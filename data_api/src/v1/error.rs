use crate::v1::db::queries::QueryError;
use axum::Json;
use axum::http::StatusCode;
use axum::response::{IntoResponse, Response};
use serde::{Serialize, Serializer};
use thiserror::Error;
use tracing::warn;

#[derive(Serialize)]
#[serde(rename_all = "camelCase")]
pub struct ErrorMessage {
    #[serde(serialize_with = "serialize_status")]
    pub status_code: StatusCode,
    pub message: String,
}

#[derive(Debug, Error)]
pub enum ApiError {
    #[error("lot not found")]
    LotNotFound,
    #[error("permit not found")]
    PermitNotFound,
    #[error("classroom not found")]
    ClassroomNotFound,
    #[error("schedule not found")]
    ScheduleNotFound,
    #[error("classroom has no linked building")]
    UnresolvableOrigin,
    #[error(transparent)]
    Query(#[from] QueryError),
}

impl IntoResponse for ApiError {
    fn into_response(self) -> Response {
        match self {
            ApiError::LotNotFound
            | ApiError::PermitNotFound
            | ApiError::ClassroomNotFound
            | ApiError::ScheduleNotFound => {
                ErrorMessage::from((StatusCode::NOT_FOUND, self.to_string())).into_response()
            }
            ApiError::UnresolvableOrigin => ErrorMessage::from((
                StatusCode::UNPROCESSABLE_ENTITY,
                "classroom has no linked building, so no origin can be resolved",
            ))
            .into_response(),
            ApiError::Query(e) => {
                warn!(error = ?e, "query error");
                ErrorMessage::from((StatusCode::INTERNAL_SERVER_ERROR, "")).into_response()
            }
        }
    }
}

fn serialize_status<S>(value: &StatusCode, serializer: S) -> Result<S::Ok, S::Error>
where
    S: Serializer,
{
    serializer.serialize_u16(value.as_u16())
}

impl From<(StatusCode, String)> for ErrorMessage {
    fn from((status_code, message): (StatusCode, String)) -> Self {
        Self {
            status_code,
            message,
        }
    }
}

impl From<(StatusCode, &str)> for ErrorMessage {
    fn from((status_code, message): (StatusCode, &str)) -> Self {
        Self {
            status_code,
            message: message.into(),
        }
    }
}

impl IntoResponse for ErrorMessage {
    fn into_response(self) -> Response {
        (self.status_code, Json(self)).into_response()
    }
}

####################

=== How to complete this task ===
Retype the material precisely, leaving out no line.

=== Answer to this problem ===
filename data_api/src/v1/error.rs
use crate::v1::db::queries::QueryError;
use axum::Json;
use axum::http::StatusCode;
use axum::response::{IntoResponse, Response};
use serde::{Serialize, Serializer};
use thiserror::Error;
use tracing::warn;

#[derive(Serialize)]
#[serde(rename_all = "camelCase")]
pub struct ErrorMessage {
    #[serde(serialize_with = "serialize_status")]
    pub status_code: StatusCode,
    pub message: String,
}

#[derive(Debug, Error)]
pub enum ApiError {
    #[error("lot not found")]
    LotNotFound,
    #[error("permit not found")]
    PermitNotFound,
    #[error("classroom not found")]
    ClassroomNotFound,
    #[error("schedule not found")]
    ScheduleNotFound,
    #[error("classroom has no linked building")]
    UnresolvableOrigin,
    #[error(transparent)]
    Query(#[from] QueryError),
}

impl IntoResponse for ApiError {
    fn into_response(self) -> Response {
        match self {
            ApiError::LotNotFound
            | ApiError::PermitNotFound
            | ApiError::ClassroomNotFound
            | ApiError::ScheduleNotFound => {
                ErrorMessage::from((StatusCode::NOT_FOUND, self.to_string())).into_response()
            }
            ApiError::UnresolvableOrigin => ErrorMessage::from((
                StatusCode::UNPROCESSABLE_ENTITY,
                "classroom has no linked building, so no origin can be resolved",
            ))
            .into_response(),
            ApiError::Query(e) => {
                warn!(error = ?e, "query error");
                ErrorMessage::from((StatusCode::INTERNAL_SERVER_ERROR, "")).into_response()
            }
        }
    }
}

fn serialize_status<S>(value: &StatusCode, serializer: S) -> Result<S::Ok, S::Error>
where
    S: Serializer,
{
    serializer.serialize_u16(value.as_u16())
}

impl From<(StatusCode, String)> for ErrorMessage {
    fn from((status_code, message): (StatusCode, String)) -> Self {
        Self {
            status_code,
            message,
        }
    }
}

impl From<(StatusCode, &str)> for ErrorMessage {
    fn from((status_code, message): (StatusCode, &str)) -> Self {
        Self {
            status_code,
            message: message.into(),
        }
    }
}

impl IntoResponse for ErrorMessage {
    fn into_response(self) -> Response {
        (self.status_code, Json(self)).into_response()
    }
}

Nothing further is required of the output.